The impact of cognitive therapy and antidepressant medication on cognitive
organization has also been examined in two trials. In the first trial,
cognitive therapy outperformed medication in shifting cognitive organization.
However, the more recent trial found no significant differences between groups
on cognitive organization. Instead, both treatments resulted in a significant
shift — the positive content became significantly more interconnected and
the negative content less interconnected.

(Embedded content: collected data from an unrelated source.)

/**
 * Server Configuration
 *
 * Configuration is read from environment variables (a `.env` file is loaded
 * first when present) or assembled with `ServerConfig::builder()`.
 *
 * # Variables
 *
 * - `DATABASE_URL` - SQLite URL, default `sqlite://teamhub.db?mode=rwc`
 * - `JWT_SECRET` - HS256 signing secret, required
 * - `SERVER_PORT` - listen port, default 3000
 * - `OUTBOUND_BUFFER` - per-connection outbound queue length, default 256
 * - `ROOM_CLEANUP_SECS` - stale connection sweep interval, default 300
 */

use std::time::Duration;

use sqlx::sqlite::SqlitePoolOptions;
use sqlx::SqlitePool;
use thiserror::Error;

use crate::backend::auth::sessions::{JwtKeys, DEFAULT_TOKEN_TTL_SECS};

pub const DEFAULT_DATABASE_URL: &str = "sqlite://teamhub.db?mode=rwc";
pub const DEFAULT_PORT: u16 = 3000;
pub const DEFAULT_OUTBOUND_BUFFER: usize = 256;
pub const DEFAULT_CLEANUP_INTERVAL: Duration = Duration::from_secs(300);

/// Configuration errors
#[derive(Debug, Error)]
pub enum ConfigError {
    #[error("missing value: {0}")]
    MissingValue(&'static str),

    #[error("invalid value for {name}: {value}")]
    InvalidValue { name: &'static str, value: String },
}

/// Server configuration
#[derive(Debug, Clone)]
pub struct ServerConfig {
    pub database_url: String,
    pub jwt_secret: String,
    pub port: u16,
    pub outbound_buffer: usize,
    pub token_ttl_secs: u64,
    pub cleanup_interval: Duration,
}

impl ServerConfig {
    pub fn builder() -> ServerConfigBuilder {
        ServerConfigBuilder::default()
    }

    /// Load configuration from the environment
    pub fn from_env() -> Result<Self, ConfigError> {
        dotenv::dotenv().ok();

        let mut builder = Self::builder();
        if let Ok(url) = std::env::var("DATABASE_URL") {
            builder = builder.database_url(url);
        }
        if let Ok(secret) = std::env::var("JWT_SECRET") {
            builder = builder.jwt_secret(secret);
        }
        if let Some(port) = parse_env::<u16>("SERVER_PORT")? {
            builder = builder.port(port);
        }
        if let Some(buffer) = parse_env::<usize>("OUTBOUND_BUFFER")? {
            builder = builder.outbound_buffer(buffer);
        }
        if let Some(secs) = parse_env::<u64>("ROOM_CLEANUP_SECS")? {
            builder = builder.cleanup_interval(Duration::from_secs(secs));
        }
        builder.build()
    }

    pub fn jwt_keys(&self) -> JwtKeys {
        JwtKeys::new(&self.jwt_secret).with_ttl(self.token_ttl_secs)
    }
}

fn parse_env<T: std::str::FromStr>(name: &'static str) -> Result<Option<T>, ConfigError> {
    match std::env::var(name) {
        Ok(value) => value
            .trim()
            .parse()
            .map(Some)
            .map_err(|_| ConfigError::InvalidValue { name, value }),
        Err(_) => Ok(None),
    }
}

/// Builder for ServerConfig
#[derive(Debug, Default)]
pub struct ServerConfigBuilder {
    database_url: Option<String>,
    jwt_secret: Option<String>,
    port: Option<u16>,
    outbound_buffer: Option<usize>,
    token_ttl_secs: Option<u64>,
    cleanup_interval: Option<Duration>,
}

impl ServerConfigBuilder {
    pub fn database_url(mut self, url: impl Into<String>) -> Self {
        self.database_url = Some(url.into());
        self
    }

    pub fn jwt_secret(mut self, secret: impl Into<String>) -> Self {
        self.jwt_secret = Some(secret.into());
        self
    }

    pub fn port(mut self, port: u16) -> Self {
        self.port = Some(port);
        self
    }

    pub fn outbound_buffer(mut self, buffer: usize) -> Self {
        self.outbound_buffer = Some(buffer);
        self
    }

    pub fn token_ttl_secs(mut self, secs: u64) -> Self {
        self.token_ttl_secs = Some(secs);
        self
    }

    pub fn cleanup_interval(mut self, interval: Duration) -> Self {
        self.cleanup_interval = Some(interval);
        self
    }

    /// Build the configuration
    pub fn build(self) -> Result<ServerConfig, ConfigError> {
        let jwt_secret = self
            .jwt_secret
            .filter(|s| !s.trim().is_empty())
            .ok_or(ConfigError::MissingValue("JWT_SECRET"))?;

        let outbound_buffer = self.outbound_buffer.unwrap_or(DEFAULT_OUTBOUND_BUFFER);
        if outbound_buffer == 0 {
            return Err(ConfigError::InvalidValue {
                name: "OUTBOUND_BUFFER",
                value: "0".to_string(),
            });
        }

        Ok(ServerConfig {
            database_url: self
                .database_url
                .unwrap_or_else(|| DEFAULT_DATABASE_URL.to_string()),
            jwt_secret,
            port: self.port.unwrap_or(DEFAULT_PORT),
            outbound_buffer,
            token_ttl_secs: self.token_ttl_secs.unwrap_or(DEFAULT_TOKEN_TTL_SECS),
            cleanup_interval: self.cleanup_interval.unwrap_or(DEFAULT_CLEANUP_INTERVAL),
        })
    }
}

/// Connect the SQLite pool and run migrations
pub async fn load_database(config: &ServerConfig) -> Result<SqlitePool, sqlx::Error> {
    tracing::info!("Connecting to database...");
    let pool = SqlitePoolOptions::new()
        .max_connections(8)
        .connect(&config.database_url)
        .await?;
    tracing::info!("Database connection pool created successfully");

    tracing::info!("Running database migrations...");
    sqlx::migrate!().run(&pool).await?;
    tracing::info!("Database migrations completed successfully");

    Ok(pool)
}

Why were there no differences between groups in the second trial? What may
account for the differences between studies? One argument might be that the
combination of CT+PT resulted in stronger effects on cognitive change
variables; however, in the second trial, CBT and pharmacotherapy each
independently showed a significant shift on cognitive organization. In
addition, it was the PT group in the previous trial that did not shift
significantly for negative content whereas it did in the subsequent trial. The
average severity of depression in the initial trial was somewhat higher than in
the second trial — this may have rendered CT more powerful in changing
cognitive structure in the initial trial, whereas both conditions were able to
do so in the second trial.
Another possibility is that the pharmacological treatment was superior in
the second trial. This explanation seems highly unlikely, however. In both
trials, the pharmacotherapy provided was top of the line: rigorous CANMAT
guidelines were followed closely and the psychiatrist was free to switch or
augment the medication. It is also possible that the first trial was
underpowered compared to the second trial — although effects were found
for CT+PT, there was not sufficient statistical power to detect effects in the
PT alone arm.
These more recent findings are just preliminary and should be treated as
such. Quilty and colleagues will be conducting more nuanced lagged
analyses to see if the causal pathways between psychological distance and
depression are different across treatment groups.
Regardless of the exact reason, these findings call into question the idea
that cognitive organization or structure shifts uniquely in CT. The more recent
trial suggests that pharmacotherapy may also be capable of shifting these
stable cognitive structures — however, this does not rule out the
possibility that the cognitive shift is perhaps the final common pathway.